Our impasse was broken by the river bursting its banks. The roar reached us first, then the cracking of toppling powerlines and screaming house alarms set off by the power outage. The world suddenly seemed upside down and the wrong way round; I could no longer tell what order things were happening in and I couldn’t say with any certainty where the earth ended and the sky began. It simply seemed as if we had been engulfed in a world of water. It came from all directions—beneath our feet, above our heads.
Jeanine yelled at me, but I failed to catch her words. Seeing my confusion, she pointed at the nearest peppermint tree, turned, and waded towards it. Alex grabbed my hand and followed, yelling at others to head for the trees. Some did, using the nearest branch to hoist themselves into the canopy, but others began making their way home. Maybe they thought it was safer there.

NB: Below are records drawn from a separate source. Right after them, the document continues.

use serde::{Deserialize, Serialize};

use crate::player::PlayerId;

/// Side length of the square board.
pub const BOARD_SIZE: i32 = 9;

/// A cell on the board. Row 0 is player 2's home row, row `BOARD_SIZE - 1`
/// is player 1's.
#[derive(Debug, Clone, Copy, PartialEq, Eq, Hash, PartialOrd, Ord, Serialize, Deserialize)]
pub struct Position {
    pub row: i32,
    pub col: i32,
}

impl Position {
    pub const fn new(row: i32, col: i32) -> Self {
        Self { row, col }
    }

    pub fn in_bounds(self) -> bool {
        (0..BOARD_SIZE).contains(&self.row) && (0..BOARD_SIZE).contains(&self.col)
    }

    /// The cell `dr` rows and `dc` columns away. May be off the board.
    pub fn offset(self, dr: i32, dc: i32) -> Self {
        Self {
            row: self.row + dr,
            col: self.col + dc,
        }
    }
}

impl std::fmt::Display for Position {
    fn fmt(&self, f: &mut std::fmt::Formatter<'_>) -> std::fmt::Result {
        write!(f, "({}, {})", self.row, self.col)
    }
}

/// Wall orientation.
#[derive(Debug, Clone, Copy, PartialEq, Eq, Hash, Serialize, Deserialize)]
#[serde(rename_all = "lowercase")]
pub enum Orientation {
    Horizontal,
    Vertical,
}

/// A requested wall position, before it is attributed to a player.
///
/// A horizontal anchor `(r, c)` sits in the groove between rows `r - 1` and
/// `r`, covering columns `c` and `c + 1`. A vertical anchor `(r, c)` sits in
/// the groove between columns `c - 1` and `c`, covering rows `r` and `r + 1`.
#[derive(Debug, Clone, Copy, PartialEq, Eq, Hash, Serialize, Deserialize)]
pub struct WallPlacement {
    pub row: i32,
    pub col: i32,
    pub orientation: Orientation,
}

impl WallPlacement {
    pub const fn new(row: i32, col: i32, orientation: Orientation) -> Self {
        Self {
            row,
            col,
            orientation,
        }
    }

    pub const fn horizontal(row: i32, col: i32) -> Self {
        Self::new(row, col, Orientation::Horizontal)
    }

    pub const fn vertical(row: i32, col: i32) -> Self {
        Self::new(row, col, Orientation::Vertical)
    }

    pub fn owned_by(self, owner_id: PlayerId) -> Wall {
        Wall {
            row: self.row,
            col: self.col,
            orientation: self.orientation,
            owner_id,
        }
    }
}

/// A placed two-cell wall segment.
#[derive(Debug, Clone, Copy, PartialEq, Eq, Hash, Serialize, Deserialize)]
#[serde(rename_all = "camelCase")]
pub struct Wall {
    pub row: i32,
    pub col: i32,
    pub orientation: Orientation,
    pub owner_id: PlayerId,
}

impl Wall {
    pub fn placement(&self) -> WallPlacement {
        WallPlacement::new(self.row, self.col, self.orientation)
    }

    pub fn occupies_same_groove(&self, other: &WallPlacement) -> bool {
        self.row == other.row && self.col == other.col && self.orientation == other.orientation
    }
}

#[cfg(test)]
mod tests {
    use super::*;

    #[test]
    fn bounds_check_covers_all_edges() {
        assert!(Position::new(0, 0).in_bounds());
        assert!(Position::new(8, 8).in_bounds());
        assert!(!Position::new(-1, 4).in_bounds());
        assert!(!Position::new(4, 9).in_bounds());
        assert!(!Position::new(9, 0).in_bounds());
    }

    #[test]
    fn wall_json_uses_camel_case_owner() {
        let wall = WallPlacement::horizontal(3, 4).owned_by(2);
        let json = serde_json::to_value(wall).unwrap();
        assert_eq!(
            json,
            serde_json::json!({"row": 3, "col": 4, "orientation": "horizontal", "ownerId": 2})
        );
    }
}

Jeanine and Alex climbed the tree and reached down to pull me up. They straddled a branch each, while I stood in a fork and clung to the trunk. We had to move twice, climbing higher as the water rose. Jeanine threw off her glasses—with so much water covering them, she couldn’t see anything anyway. Through the leaves, I glimpsed people being knocked down by logs barrelling down the street or losing their footing and being swept away. There were torn bits of colourful paper being tossed about in the water.
At one point, Carol’s SUV floated past with Carol—who must’ve made her way home when the water started rising—spreadeagled on the roof. Her hair was plastered to her forehead and her eyeliner, usually so impeccable, was running down her face. I reached out instinctively, yelling at her to grab my hand, while Alex held the back of my jacket and anchored me to the tree. She turned towards my voice and, after flicking the water from her eyes, spotted me. I thought she lifted her hand as if she was about to take mine, and I leaned further out, causing Alex to grunt with effort. But I must have been wrong because her fingers never touched mine and the last thing I remember was her lying with her cheek against the roof of her SUV like a lover as they were both carried down the street.